The new drug, Aricept 23, a 23 mg. dose of donepezil, was approved by the Food and Drug Administration in 2010 as an Alzheimer's treatment. (Earlier versions have 5 mg and 10 mg dosages.)
The BMJ authors accuse the Japanese manufacturer, Eisai, and its U.S. marketing partner, Pfizer, of "evergreening" -- the practice of creating a new version of a drug that's purported to be better and has its own three-year exclusive patent rights. The patent on the earlier Aricept was to expire in November, 2010, which would mean others could manufacture cheaper generic alternatives.
Drug makers often try to thwart competition from generics, notes the New York Times "by finding novel ways of extending their exclusive rights to sell a drug "” by altering its chemistry slightly, for example, or offering it in extended-release versions." Applying for a patent on a new dosage of an existing drug is a relatively new practice.
Despite FDA approval, the manufacturer's own clinical studies didn't show substantial improvement in patients. Clinical and statistical reviewers for the F.D.A. each voted against Aricept 23, but Russell Katz, director of the F.D.A.'s neurology products division, approved it anyway, the NYT reported.
The theory had been that a higher dose would produce more benefit. Clinical trials showed no noticeable improvement in functioning, however, and "substantially more harm," said article co-author Steven Woloshin, a professor of medicine at the Dartmouth Institute for Health Policy and Clinical Practice. The main side effects in clinical trials were vomiting and diarrhea.
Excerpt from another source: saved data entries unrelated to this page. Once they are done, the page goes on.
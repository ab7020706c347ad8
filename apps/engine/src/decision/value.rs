//! Deterministic monetary valuation of a card against a spend profile.

use serde::{Deserialize, Serialize};

use crate::decision::earn_rules::parse_earn_rules;
use crate::models::{Card, SpendProfile};

/// Rounds to 2 decimal places for presentation.
pub fn round2(value: f64) -> f64 {
    (value * 100.0).round() / 100.0
}

/// Annualized value figures for one card, all in AED except `annual_units`.
///
/// Invariants (on the rounded figures):
/// `net_annual_value_aed == annual_reward_value_aed - annual_fees_aed` and
/// `net_first_year_value_aed == net_annual_value_aed - joining_fee_aed`.
#[derive(Debug, Clone, Copy, PartialEq, Serialize, Deserialize)]
pub struct ValueBreakdown {
    pub annual_units: f64,
    pub unit_value_aed: f64,
    pub annual_reward_value_aed: f64,
    pub annual_fees_aed: f64,
    pub joining_fee_aed: f64,
    pub net_annual_value_aed: f64,
    pub net_first_year_value_aed: f64,
}

/// Monetary value of one reward unit for this card.
///
/// Prefers an explicit positive `unit_value`; a cashback-style reward metric
/// implies 1 AED per unit; anything else resolves to 0, which makes the
/// reward value zero rather than an error.
fn resolve_unit_value(card: &Card) -> f64 {
    if let Some(value) = card.unit_value {
        if value > 0.0 {
            return value;
        }
    }
    if card.reward_metric_text().to_lowercase().contains("cashback") {
        1.0
    } else {
        0.0
    }
}

/// Computes the annual value breakdown for `card` against `spend`.
///
/// Returns `None` when the card carries no parseable earn rules — such cards
/// are excluded from deterministic ranking.
pub fn compute_card_value(card: &Card, spend: &SpendProfile) -> Option<ValueBreakdown> {
    let schedule = parse_earn_rules(card.earn_rules.as_deref().unwrap_or(&[]))?;
    let unit_value = resolve_unit_value(card);

    let monthly_units: f64 = spend
        .buckets()
        .iter()
        .map(|(bucket, amount)| amount * schedule.rate_for(bucket))
        .sum();
    let annual_units = monthly_units * 12.0;

    let annual_reward_value = round2(annual_units * unit_value);
    let annual_fees = round2(card.annual_fee + card.mandatory_extra_fees.unwrap_or(0.0));
    let joining_fee = round2(card.joining_fee);
    let net_annual_value = round2(annual_reward_value - annual_fees);
    let net_first_year_value = round2(net_annual_value - joining_fee);

    Some(ValueBreakdown {
        annual_units: round2(annual_units),
        unit_value_aed: round2(unit_value),
        annual_reward_value_aed: annual_reward_value,
        annual_fees_aed: annual_fees,
        joining_fee_aed: joining_fee,
        net_annual_value_aed: net_annual_value,
        net_first_year_value_aed: net_first_year_value,
    })
}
The critique "illustrates very well how drug companies exaggerate the benefits of their drugs, minimize the side effects, and through misleading marketing to both doctors and the public convince them that a new version of a drug, with a new patent, is better than the old one, whose patent has expired," Marcia Angell, former editor of the New England Journal of Medicine and author of The Truth About the Drug Companies, told The Los Angeles Times.